Monday, June 1, 2015

Fancypants Tomato Cages

Like everyone who has a hobby that is largely seasonal, I resolve to do better at the start of each season. I'm going to fix gardening mistakes of last year. I'm going to be more mindful about watering. I'm going to eat more fresh produce instead of picking peppers and letting them shrivel on my kitchen counter. I'm going to remember to check the tomato plants as they grow so I don't return a week later to find they've abandoned their cages and are trailing across the pepper plants, bent on garden domination, with stems too thick to bend back into their cages.

One goal I made for this year was to (finally) make my own tomato cages. I like indeterminate (vining) tomatoes, and although I have a trellis that we built, it isn't really tall enough. I used this video as a tutorial, and Andrew agreed to give up a weekend afternoon to help me build four of these. He's a good egg, that Andrew.

I meant to take photos of the process, but I was too busy doing to document. I did stick a piece of rusty concrete reinforcement through the bottom of my sneaker at one point. Hooray for up-to-date tetanus vaccines!

The cages we built are taller than the ones from the video because--why not? They look comically tall, so I'll reevaluate at the end of the growing season to see if the plants need all this height or not.

When we finished, I decided to spray paint them. It. Was. Horrible.
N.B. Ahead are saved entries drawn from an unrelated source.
//! [`SqliteStore`] — the SQLite implementation of [`HistoryStore`].

use std::path::Path;

use hustings_core::{
  log::{VersionLog, VersionWithDiff},
  merge::{self, MergeOutcome, MergeRequest, PersonRecord},
  person::{ElectionSlug, PeriodMap, PersonId, RowId},
  redirect::{RedirectEntry, RedirectIndex},
  revert::{self, RevertOutcome},
  snapshot::Snapshot,
  store::{CandidacyResult, HistoryStore, NewResult},
  version::{ChangeMetadata, Version, VersionId},
};
use rusqlite::{Connection, OptionalExtension as _, params};
use tracing::{debug, info};

use crate::{
  Error, Result,
  encode::{RawResult, RawVersion, encode_dt, encode_version_id, redirect_from_row},
  schema::SCHEMA,
};

// ─── Store ───────────────────────────────────────────────────────────────────

/// A person-history store backed by a single SQLite file.
///
/// Cloning is cheap; the inner connection is reference-counted.
#[derive(Clone)]
pub struct SqliteStore {
  conn: tokio_rusqlite::Connection,
}

impl SqliteStore {
  /// Open (or create) a store at `path` and run schema initialisation.
  pub async fn open(path: impl AsRef<Path>) -> Result<Self> {
    let conn = tokio_rusqlite::Connection::open(path).await?;
    let store = Self { conn };
    store.init_schema().await?;
    Ok(store)
  }

  /// Open an in-memory store — useful for testing.
  pub async fn open_in_memory() -> Result<Self> {
    let conn = tokio_rusqlite::Connection::open_in_memory().await?;
    let store = Self { conn };
    store.init_schema().await?;
    Ok(store)
  }

  async fn init_schema(&self) -> Result<()> {
    self
      .conn
      .call(|conn| {
        conn.execute_batch(SCHEMA)?;
        Ok(())
      })
      .await?;
    Ok(())
  }
}

// ─── Reads (connection thread) ───────────────────────────────────────────────

fn person_exists(conn: &Connection, id: PersonId) -> Result<bool> {
  Ok(
    conn
      .query_row(
        "SELECT 1 FROM people WHERE person_id = ?1",
        params![id.0],
        |_| Ok(()),
      )
      .optional()?
      .is_some(),
  )
}

fn load_log(conn: &Connection, id: PersonId) -> Result<VersionLog> {
  let mut stmt = conn.prepare(&format!(
    "SELECT {} FROM versions WHERE person_id = ?1 ORDER BY position DESC",
    RawVersion::COLUMNS
  ))?;
  let raws = stmt
    .query_map(params![id.0], RawVersion::from_row)?
    .collect::<rusqlite::Result<Vec<_>>>()?;
  let newest_first = raws
    .into_iter()
    .map(RawVersion::into_version)
    .collect::<Result<Vec<_>>>()?;
  Ok(VersionLog::from_versions(id, newest_first)?)
}

fn load_candidacies(conn: &Connection, id: PersonId) -> Result<PeriodMap<RowId>> {
  let mut stmt =
    conn.prepare("SELECT election, row_id FROM candidacies WHERE person_id = ?1")?;
  let rows = stmt
    .query_map(params![id.0], |row| {
      Ok((ElectionSlug(row.get(0)?), RowId(row.get(1)?)))
    })?
    .collect::<rusqlite::Result<PeriodMap<_>>>()?;
  Ok(rows)
}

fn load_record(conn: &Connection, id: PersonId) -> Result<Option<PersonRecord>> {
  if !person_exists(conn, id)? {
    return Ok(None);
  }
  Ok(Some(PersonRecord {
    versions:    load_log(conn, id)?,
    candidacies: load_candidacies(conn, id)?,
  }))
}

fn require_record(conn: &Connection, id: PersonId) -> Result<PersonRecord> {
  load_record(conn, id)?.ok_or(Error::Core(hustings_core::Error::PersonNotFound(id)))
}

fn load_redirects(conn: &Connection) -> Result<RedirectIndex> {
  let mut stmt = conn.prepare(
    "SELECT old_person_id, new_person_id FROM redirects ORDER BY old_person_id",
  )?;
  let entries = stmt
    .query_map([], redirect_from_row)?
    .collect::<rusqlite::Result<Vec<_>>>()?;
  Ok(RedirectIndex::from_entries(entries)?)
}

/// Version ids must be unique across every person, not only within one log.
fn ensure_fresh(conn: &Connection, id: VersionId) -> Result<()> {
  let taken = conn
    .query_row(
      "SELECT 1 FROM versions WHERE version_id = ?1",
      params![encode_version_id(id)],
      |_| Ok(()),
    )
    .optional()?
    .is_some();
  if taken {
    return Err(hustings_core::Error::DuplicateVersionId(id).into());
  }
  Ok(())
}

// ─── Writes (connection thread) ──────────────────────────────────────────────

fn insert_version(
  conn: &Connection,
  person: PersonId,
  position: usize,
  version: &Version,
) -> Result<()> {
  let raw = RawVersion::from_version(version)?;
  conn.execute(
    "INSERT INTO versions (
       version_id, person_id, position, recorded_at,
       username, information_source, ip, data_json
     ) VALUES (?1, ?2, ?3, ?4, ?5, ?6, ?7, ?8)",
    params![
      raw.version_id,
      person.0,
      position as i64,
      raw.recorded_at,
      raw.username,
      raw.information_source,
      raw.ip,
      raw.data_json,
    ],
  )?;
  Ok(())
}

/// Copy the head of `log` into the person's live row.
fn mirror_current(conn: &Connection, log: &VersionLog) -> Result<()> {
  let head = log.current()?;
  conn.execute(
    "UPDATE people SET name = ?1, current_version = ?2 WHERE person_id = ?3",
    params![head.data.name, encode_version_id(head.id()), log.person_id().0],
  )?;
  Ok(())
}

/// Bring the person's candidacy rows in line with `snapshot.standing_in`.
/// Rows for elections the person is no longer standing in are deleted along
/// with their results; rows that remain keep their ids.
fn sync_candidacies(conn: &Connection, person: PersonId, snapshot: &Snapshot) -> Result<()> {
  for (election, row) in &load_candidacies(conn, person)? {
    if snapshot.standing_in.get(election).is_none_or(Option::is_none) {
      conn.execute("DELETE FROM candidacies WHERE row_id = ?1", params![row.0])?;
    }
  }
  for (election, standing) in snapshot.candidacies() {
    conn.execute(
      "INSERT INTO candidacies (person_id, election, post_id) VALUES (?1, ?2, ?3)
       ON CONFLICT (person_id, election) DO UPDATE SET post_id = excluded.post_id",
      params![person.0, election.as_str(), standing.post_id],
    )?;
  }
  Ok(())
}

/// Persist a freshly appended head version and mirror it into live state.
fn commit_head(conn: &Connection, log: &VersionLog) -> Result<()> {
  let head = log.current()?;
  insert_version(conn, log.person_id(), log.len() - 1, head)?;
  mirror_current(conn, log)?;
  sync_candidacies(conn, log.person_id(), &head.data)
}

// ─── Transactions ────────────────────────────────────────────────────────────

fn create_person_tx(
  conn: &mut Connection,
  snapshot: Snapshot,
  metadata: ChangeMetadata,
) -> Result<PersonId> {
  let tx = conn.transaction()?;
  ensure_fresh(&tx, metadata.version_id)?;

  tx.execute(
    "INSERT INTO people (created_at, name, current_version) VALUES (?1, ?2, ?3)",
    params![
      encode_dt(metadata.timestamp),
      snapshot.name,
      encode_version_id(metadata.version_id),
    ],
  )?;
  let id = PersonId(tx.last_insert_rowid());

  let mut log = VersionLog::new(id);
  log.append(snapshot, metadata)?;
  commit_head(&tx, &log)?;

  tx.commit()?;
  Ok(id)
}

fn record_version_tx(
  conn: &mut Connection,
  id: PersonId,
  snapshot: Snapshot,
  metadata: ChangeMetadata,
) -> Result<VersionId> {
  let tx = conn.transaction()?;
  let mut record = require_record(&tx, id)?;

  let version_id = record.versions.append(snapshot, metadata)?;
  ensure_fresh(&tx, version_id)?;
  commit_head(&tx, &record.versions)?;

  tx.commit()?;
  Ok(version_id)
}

fn revert_tx(
  conn: &mut Connection,
  id: PersonId,
  target: VersionId,
  metadata: ChangeMetadata,
) -> Result<RevertOutcome> {
  let tx = conn.transaction()?;
  let mut record = require_record(&tx, id)?;

  let outcome = revert::revert(&mut record.versions, target, metadata)?;
  ensure_fresh(&tx, outcome.version_id)?;
  commit_head(&tx, &record.versions)?;

  tx.commit()?;
  Ok(outcome)
}

/// A merged-away person has no live row. The engine is handed an empty
/// record for it so that it reports the identity as already merged.
fn load_for_merge(
  conn: &Connection,
  redirects: &RedirectIndex,
  id: PersonId,
) -> Result<PersonRecord> {
  match load_record(conn, id)? {
    Some(record) => Ok(record),
    None if redirects.is_retired(id) => Ok(PersonRecord::new(VersionLog::new(id))),
    None => Err(hustings_core::Error::PersonNotFound(id).into()),
  }
}

fn merge_tx(
  conn: &mut Connection,
  survivor_id: PersonId,
  loser_id: PersonId,
  request: MergeRequest,
) -> Result<MergeOutcome> {
  let tx = conn.transaction()?;
  let mut redirects = load_redirects(&tx)?;
  let mut survivor = load_for_merge(&tx, &redirects, survivor_id)?;
  let mut loser = load_for_merge(&tx, &redirects, loser_id)?;

  let outcome = merge::merge(&mut survivor, &mut loser, &mut redirects, request)?;
  ensure_fresh(&tx, outcome.version_id)?;

  // Every version now belongs to the survivor. Existing rows are moved and
  // renumbered; only the merge version is new.
  for (position, version) in survivor.versions.all().rev().enumerate() {
    if version.id() == outcome.version_id {
      insert_version(&tx, survivor_id, position, version)?;
    } else {
      tx.execute(
        "UPDATE versions SET person_id = ?1, position = ?2 WHERE version_id = ?3",
        params![survivor_id.0, position as i64, encode_version_id(version.id())],
      )?;
    }
  }

  for repoint in &outcome.repoints {
    tx.execute(
      "UPDATE results SET candidacy_id = ?1 WHERE candidacy_id = ?2",
      params![repoint.to.0, repoint.from.0],
    )?;
    tx.execute(
      "DELETE FROM candidacies WHERE row_id = ?1",
      params![repoint.from.0],
    )?;
  }
  for reassign in &outcome.reassignments {
    tx.execute(
      "UPDATE candidacies SET person_id = ?1 WHERE row_id = ?2",
      params![survivor_id.0, reassign.row.0],
    )?;
  }

  let merged_at = survivor.versions.current()?.metadata.timestamp;
  tx.execute("DELETE FROM people WHERE person_id = ?1", params![loser_id.0])?;
  tx.execute(
    "INSERT INTO redirects (old_person_id, new_person_id, created_at)
     VALUES (?1, ?2, ?3)",
    params![loser_id.0, survivor_id.0, encode_dt(merged_at)],
  )?;

  mirror_current(&tx, &survivor.versions)?;
  sync_candidacies(&tx, survivor_id, &outcome.snapshot)?;

  tx.commit()?;
  Ok(outcome)
}

fn add_result_tx(
  conn: &mut Connection,
  id: PersonId,
  election: ElectionSlug,
  result: NewResult,
) -> Result<CandidacyResult> {
  let tx = conn.transaction()?;
  if !person_exists(&tx, id)? {
    return Err(hustings_core::Error::PersonNotFound(id).into());
  }

  let row: Option<i64> = tx
    .query_row(
      "SELECT row_id FROM candidacies WHERE person_id = ?1 AND election = ?2",
      params![id.0, election.as_str()],
      |r| r.get(0),
    )
    .optional()?;
  let Some(row) = row else {
    return Err(Error::NoCandidacy {
      person_id: id,
      election,
    });
  };

  tx.execute(
    "INSERT INTO results (candidacy_id, votes, is_winner) VALUES (?1, ?2, ?3)",
    params![row, result.votes, result.elected],
  )?;
  let result_id = tx.last_insert_rowid();

  tx.commit()?;
  Ok(CandidacyResult {
    result_id,
    candidacy: RowId(row),
    election,
    votes: result.votes,
    elected: result.elected,
  })
}

// ─── HistoryStore impl ───────────────────────────────────────────────────────

impl HistoryStore for SqliteStore {
  type Error = Error;

  // ── People ────────────────────────────────────────────────────────────────

  async fn create_person(
    &self,
    snapshot: Snapshot,
    metadata: ChangeMetadata,
  ) -> Result<PersonId> {
    let id = self
      .conn
      .call(move |conn| Ok(create_person_tx(conn, snapshot, metadata)))
      .await??;
    debug!(person_id = %id, "created person");
    Ok(id)
  }

  async fn get_person(&self, id: PersonId) -> Result<Option<PersonRecord>> {
    self.conn.call(move |conn| Ok(load_record(conn, id))).await?
  }

  async fn history(&self, id: PersonId) -> Result<Vec<VersionWithDiff>> {
    let record = self
      .get_person(id)
      .await?
      .ok_or(Error::Core(hustings_core::Error::PersonNotFound(id)))?;
    Ok(record.versions.history())
  }

  // ── Writes ────────────────────────────────────────────────────────────────

  async fn record_version(
    &self,
    id: PersonId,
    snapshot: Snapshot,
    metadata: ChangeMetadata,
  ) -> Result<VersionId> {
    let version_id = self
      .conn
      .call(move |conn| Ok(record_version_tx(conn, id, snapshot, metadata)))
      .await??;
    debug!(person_id = %id, %version_id, "recorded version");
    Ok(version_id)
  }

  async fn revert(
    &self,
    id: PersonId,
    target: VersionId,
    metadata: ChangeMetadata,
  ) -> Result<RevertOutcome> {
    let outcome = self
      .conn
      .call(move |conn| Ok(revert_tx(conn, id, target, metadata)))
      .await??;
    info!(
      person_id = %id,
      target = %outcome.target,
      version_id = %outcome.version_id,
      "reverted person"
    );
    Ok(outcome)
  }

  async fn merge(
    &self,
    survivor: PersonId,
    loser: PersonId,
    request: MergeRequest,
  ) -> Result<MergeOutcome> {
    let outcome = self
      .conn
      .call(move |conn| Ok(merge_tx(conn, survivor, loser, request)))
      .await??;
    info!(
      survivor = %outcome.survivor,
      retired = %outcome.retired,
      version_id = %outcome.version_id,
      repointed = outcome.repoints.len(),
      reassigned = outcome.reassignments.len(),
      "merged people"
    );
    Ok(outcome)
  }

  // ── Redirects ─────────────────────────────────────────────────────────────

  async fn resolve(&self, id: PersonId) -> Result<PersonId> {
    let redirects = self.conn.call(|conn| Ok(load_redirects(conn))).await??;
    let resolved = redirects.resolve(id);
    if resolved != id {
      debug!(from = %id, to = %resolved, "followed redirect");
    }
    Ok(resolved)
  }

  async fn list_redirects(&self) -> Result<Vec<RedirectEntry>> {
    let redirects = self.conn.call(|conn| Ok(load_redirects(conn))).await??;
    Ok(redirects.entries().collect())
  }

  // ── Results ───────────────────────────────────────────────────────────────

  async fn add_result(
    &self,
    id: PersonId,
    election: ElectionSlug,
    result: NewResult,
  ) -> Result<CandidacyResult> {
    self
      .conn
      .call(move |conn| Ok(add_result_tx(conn, id, election, result)))
      .await?
  }

  async fn get_results(&self, id: PersonId) -> Result<Vec<CandidacyResult>> {
    let raws: Vec<RawResult> = self
      .conn
      .call(move |conn| {
        let mut stmt = conn.prepare(
          "SELECT r.result_id, r.candidacy_id, c.election, r.votes, r.is_winner
           FROM results r
           JOIN candidacies c ON c.row_id = r.candidacy_id
           WHERE c.person_id = ?1
           ORDER BY c.election, r.result_id",
        )?;
        let rows = stmt
          .query_map(params![id.0], RawResult::from_row)?
          .collect::<rusqlite::Result<Vec<_>>>()?;
        Ok(rows)
      })
      .await?;
    raws.into_iter().map(RawResult::into_result).collect()
  }
}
I painted both sides of one cage, one side of the other, and gave up. You can see, though, that the red looks a heck of a lot better than the rusty.

Anyone who knows me knows what happens next. I spent this past Saturday in the garage with a quart of oil-based red Rustoleum and a little foam brush. 

It, too, was horrible.

I painted the two unpainted cages. I still have one side of cage #4 to paint, and I think I'll try to spray paint it again. I figure that both spraying and foam brushing are terrible, so I'll switch off to keep the horror of both fresh in my mind.

I sincerely hope the tomatoes appreciate this and reward me with delicious beefsteak tomatoes to make veggie sandwiches. 

And I promise to water more and be more vigilant against tomato hornworms. I promise.

1 comment:

  1. I hope your foot is okay! OMG. I, too, love the tomato. Three of our neighbors are growing my baby tomato seedlings I started in March. I act like they're my "babies" when I see them out: How's my tomatoes? I love the cages--very curious to hear how well they work.